The senior high school plant occupies one third of the campus and consists of five separate building adjoined by covered walkways. The remaining portion of the campus is structure-free for athletic programs and future development. The senior high campus is divided into the faculty office wing, the administration-library wing, and the classroom wings completing a quadrangle in the center of which is the school chapel. A senior wing was added in 1966 to accommodate the first senior class. Additionally, in 1985 the school purchased the former Stuart Prep property adjacent to the school to use for a junior high campus.

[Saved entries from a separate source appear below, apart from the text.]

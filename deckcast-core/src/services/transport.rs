//! Transport abstraction for deck connections.

use async_trait::async_trait;
use thiserror::Error;

use crate::events::DeckId;

/// Dial, read or ping failure on a deck connection.
#[derive(Debug, Error)]
pub enum TransportError {
    /// WebSocket protocol or I/O error.
    #[error("websocket error: {0}")]
    WebSocket(#[from] tokio_tungstenite::tungstenite::Error),

    /// The connection could not be established.
    #[error("dial failed: {0}")]
    Dial(String),
}

/// What a transport delivered.
#[derive(Debug, Clone, PartialEq, Eq)]
pub enum Inbound {
    /// A text frame, to be decoded by the codec.
    Text(String),
    /// Answer to a ping.
    Pong,
    /// The peer closed the connection.
    Closed,
    /// Anything else (server pings, binary junk, raw frames).
    Other,
}

/// Opens connections for a deck. Every call yields a fresh, independent
/// connection using the same parameters.
#[async_trait]
pub trait DeckConnector: Send + Sync {
    type Transport: DeckTransport;

    async fn connect(&self, deck: DeckId) -> Result<Self::Transport, TransportError>;
}

/// One open connection.
///
/// `recv` must be cancel-safe: the supervisor polls it inside `select!`.
#[async_trait]
pub trait DeckTransport: Send {
    /// Next inbound item, or `None` once the stream has ended.
    async fn recv(&mut self) -> Option<Result<Inbound, TransportError>>;

    /// Send a liveness ping. The pong arrives through [`recv`](Self::recv).
    async fn ping(&mut self) -> Result<(), TransportError>;

    /// Close the connection. Errors are ignored; the connection is being
    /// discarded anyway.
    async fn close(&mut self);
}
//! Mastodon-backed collaborators.

use async_trait::async_trait;
use deckcast_sdk::client::MastodonClient;
use deckcast_sdk::objects::{Account, DeckInfo, NewStatus, StatusVisibility};
use tracing::debug;

use super::{AccountLookup, Announcer, ServiceError, SnapshotLoader};
use crate::config::RuntimeConfig;
use crate::events::DeckId;

/// Build the Mastodon client with the configured request timeout.
pub fn build_mastodon_client(config: &RuntimeConfig) -> MastodonClient {
    let http = reqwest::Client::builder()
        .timeout(config.request_timeout)
        .build()
        .unwrap_or_else(|_| reqwest::Client::new());
    MastodonClient::new(config.base_url.clone(), config.access_token.clone())
        .with_http_client(http)
}

#[async_trait]
impl Announcer for MastodonClient {
    async fn post(&self, text: &str, visibility: StatusVisibility) -> Result<(), ServiceError> {
        let status = NewStatus {
            status: text.to_string(),
            visibility,
        };
        let posted = self.post_status(&status).await?;
        debug!(status_id = %posted.id, "Status posted");
        Ok(())
    }
}

#[async_trait]
impl AccountLookup for MastodonClient {
    async fn get(&self, account_id: i64) -> Result<Account, ServiceError> {
        Ok(self.get_account(account_id).await?)
    }
}

#[async_trait]
impl SnapshotLoader for MastodonClient {
    async fn fetch(&self, deck: DeckId) -> Result<DeckInfo, ServiceError> {
        Ok(self.get_playlist(deck.get()).await?)
    }
}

The school cafeteria and gymnasium are located on the senior high campus. In memory of the Nelson-Smyth family of Chicago, the gymnasium was dedicated in May 1963. A building program that saw the construction of the senior wing also included the music building, an athletic field house, and an addition to the faculty office wing. During the 1980–81 school year, the school enclosed the area under the senior wing to make a student mall and also added a weight room to the field house.

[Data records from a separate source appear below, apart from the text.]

//! Process-level fault reporting.
//!
//! Panics are logged and raised as alerts from the panic hook. Tasks that
//! panic are restarted by their owner; the hook only makes the fault
//! visible.

use deckcast_core::events::AlertHandle;

/// Install a panic hook that raises an alert, then runs the previous hook.
pub fn install_panic_alert(alerts: AlertHandle) {
    let previous = std::panic::take_hook();
    std::panic::set_hook(Box::new(move |info| {
        let location = info
            .location()
            .map(|l| format!("{}:{}", l.file(), l.line()))
            .unwrap_or_else(|| "unknown location".to_string());
        let message = panic_message(info.payload());

        tracing::error!(%location, %message, "Uncaught fault");
        alerts.notify(
            format!("Uncaught fault: {message}"),
            Some(format!("at {location}")),
        );

        previous(info);
    }));
}

/// Extract the message of a panic payload.
pub fn panic_message(payload: &(dyn std::any::Any + Send)) -> String {
    if let Some(s) = payload.downcast_ref::<&str>() {
        (*s).to_string()
    } else if let Some(s) = payload.downcast_ref::<String>() {
        s.clone()
    } else {
        "non-string panic payload".to_string()
    }
}

#[cfg(test)]
mod tests {
    use super::*;

    #[test]
    fn test_panic_message_from_payloads() {
        let s: Box<dyn std::any::Any + Send> = Box::new("boom");
        assert_eq!(panic_message(s.as_ref()), "boom");

        let owned: Box<dyn std::any::Any + Send> = Box::new(String::from("bang"));
        assert_eq!(panic_message(owned.as_ref()), "bang");

        let other: Box<dyn std::any::Any + Send> = Box::new(42_u8);
        assert_eq!(panic_message(other.as_ref()), "non-string panic payload");
    }
}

The Brothers of the Christian Schools (Christian Brothers) conducted Archbishop Rummel High School through June 1993, when they relinquished governance to the Archdiocese of New Orleans. On September 16, 2009 Archbishop Rummel High School officially re-associated itself with the Brothers of the Christian Schools.  Two Christian Brothers currently remain on staff for the school year. They and lay men and women comprise the administration, faculty, and staff of the school.

Academics 
The Program of Studies at Archbishop Rummel High School complies with or exceeds the requirements of the Louisiana State Board of Education, the Louisiana Tuition Opportunity Program for Students (TOPS), the Southern Association of Colleges and Schools (SACS), and the general entrance requirements of universities and colleges. The Louisiana State Board of Education, the Office of Catholic Schools of the Archdiocese of New Orleans, and the Archbishop Rummel Curriculum Committee, have approved these requirements.

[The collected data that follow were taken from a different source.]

//! TOML file configuration structures.
//!
//! These structs directly map to the `deckcast.toml` file format. Every
//! section and field is optional; a missing field takes its default.

use deckcast_sdk::objects::StatusVisibility;
use serde::{Deserialize, Serialize};
use url::Url;

/// Root configuration structure as read from the TOML file.
#[derive(Debug, Clone, Default, Serialize, Deserialize)]
#[serde(default)]
pub struct FileConfig {
    pub mastodon: MastodonConfig,
    pub decks: DecksConfig,
    pub connection: ConnectionConfig,
    pub alerts: AlertsConfig,
}

/// Mastodon instance section.
#[derive(Debug, Clone, Serialize, Deserialize)]
#[serde(default)]
pub struct MastodonConfig {
    /// Root of the REST API.
    pub base_url: Url,
    /// Root of the streaming API.
    pub streaming_url: Url,
    /// Visibility of announcement statuses.
    pub visibility: StatusVisibility,
    pub request_timeout_secs: u64,
}

impl Default for MastodonConfig {
    fn default() -> Self {
        Self {
            base_url: default_base_url(),
            streaming_url: default_streaming_url(),
            visibility: StatusVisibility::default(),
            request_timeout_secs: 60,
        }
    }
}

fn default_base_url() -> Url {
    Url::parse("https://music.pawoo.net").expect("valid default URL")
}

fn default_streaming_url() -> Url {
    Url::parse("wss://music.pawoo.net/api/v1/streaming/").expect("valid default URL")
}

/// Decks to follow.
#[derive(Debug, Clone, Serialize, Deserialize)]
#[serde(default)]
pub struct DecksConfig {
    pub ids: Vec<u16>,
}

impl Default for DecksConfig {
    fn default() -> Self {
        Self {
            ids: (1..=6).collect(),
        }
    }
}

/// Heartbeat, rotation and reconnect timing.
#[derive(Debug, Clone, Serialize, Deserialize)]
#[serde(default)]
pub struct ConnectionConfig {
    pub heartbeat_interval_secs: u64,
    pub liveness_timeout_secs: u64,
    pub rotation_interval_secs: u64,
    pub dial_timeout_secs: u64,
    pub reconnect_min_delay_ms: u64,
    pub reconnect_max_delay_ms: u64,
}

impl Default for ConnectionConfig {
    fn default() -> Self {
        Self {
            heartbeat_interval_secs: 60,
            liveness_timeout_secs: 3,
            rotation_interval_secs: 600,
            dial_timeout_secs: 30,
            reconnect_min_delay_ms: 1_000,
            reconnect_max_delay_ms: 30_000,
        }
    }
}

/// Where alerts go.
#[derive(Debug, Clone, Default, Serialize, Deserialize)]
#[serde(default)]
pub struct AlertsConfig {
    /// Slack incoming webhook. `SLACK_INCOMING_URL` takes precedence.
    pub slack_webhook_url: Option<Url>,
}

#[cfg(test)]
mod tests {
    use super::*;

    #[test]
    fn test_full_config_parsing() {
        let toml_str = r#"
[mastodon]
base_url = "https://music.example.com"
streaming_url = "wss://music.example.com/api/v1/streaming/"
visibility = "public"
request_timeout_secs = 10

[decks]
ids = [1, 3]

[connection]
heartbeat_interval_secs = 30
liveness_timeout_secs = 5
rotation_interval_secs = 300
reconnect_min_delay_ms = 500
reconnect_max_delay_ms = 10000

[alerts]
slack_webhook_url = "https://hooks.slack.com/services/T/B/X"
"#;
        let config: FileConfig = toml::from_str(toml_str).unwrap();
        assert_eq!(config.mastodon.base_url.host_str(), Some("music.example.com"));
        assert_eq!(config.mastodon.visibility, StatusVisibility::Public);
        assert_eq!(config.mastodon.request_timeout_secs, 10);
        assert_eq!(config.decks.ids, vec![1, 3]);
        assert_eq!(config.connection.heartbeat_interval_secs, 30);
        assert_eq!(config.connection.reconnect_max_delay_ms, 10_000);
        assert!(config.alerts.slack_webhook_url.is_some());
    }

    #[test]
    fn test_empty_file_uses_defaults() {
        let config: FileConfig = toml::from_str("").unwrap();
        assert_eq!(config.mastodon.base_url.as_str(), "https://music.pawoo.net/");
        assert_eq!(config.mastodon.visibility, StatusVisibility::Unlisted);
        assert_eq!(config.decks.ids, vec![1, 2, 3, 4, 5, 6]);
        assert_eq!(config.connection.liveness_timeout_secs, 3);
        assert_eq!(config.connection.rotation_interval_secs, 600);
        assert_eq!(config.connection.dial_timeout_secs, 30);
        assert!(config.alerts.slack_webhook_url.is_none());
    }

    #[test]
    fn test_partial_section_keeps_other_defaults() {
        let config: FileConfig = toml::from_str("[connection]\nrotation_interval_secs = 120\n").unwrap();
        assert_eq!(config.connection.rotation_interval_secs, 120);
        assert_eq!(config.connection.heartbeat_interval_secs, 60);
    }
}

The primary purpose of a Catholic high school like Archbishop Rummel is the faith development of its students. With this as its goal, the gospel values and teaching of faith are integrated throughout the school curricula and programs.

Pre-professional programs 
Through the engineering, biomedical sciences, and law pre-professional programs at Archbishop Rummel High School, students learn both in the classroom and inside real world environments such as medical centers, engineering offices, and courtrooms. Through community partnerships, students learn from some of the metro area's top professionals in these industries.

Dual enrollment 
In cooperation with Southeastern Louisiana University, Archbishop Rummel High School
students complete college-level courses. These courses are taught by Archbishop Rummel
High School teachers on the Archbishop Rummel High School campus, in partnership with
Southeastern Louisiana University professors.

The students earn both high school and college credit that goes on the Archbishop Rummel
High School transcript and on a Southeastern Louisiana University transcript. The credit
is transferable to all public universities and colleges in the state of Louisiana and to many
other colleges - including private universities in Louisiana and colleges outside the state.
The college credit counts towards the student's eventual college grade point average.

Student organizations
Academic:
Chess Club
Junior High Math Club
Latin Club
Mu Alpha Theta
National Honor Society / National Junior Honor Society
Raider Robotics Team
Fine Arts:
Art Club
Band
Raider Chorus
Genesian Players
Guitar Club
Literary:
The Raider Yearbook
Raiders' Digest Newspaper
Service:
Raider Ambassadors
Big Brothers
Campus Ministry
Key Club
Student Council
Other:
Fishing Club
Fooseball Club
Ping Pong Club
Video Game Club

Athletics
Archbishop Rummel competes in the LHSAA. 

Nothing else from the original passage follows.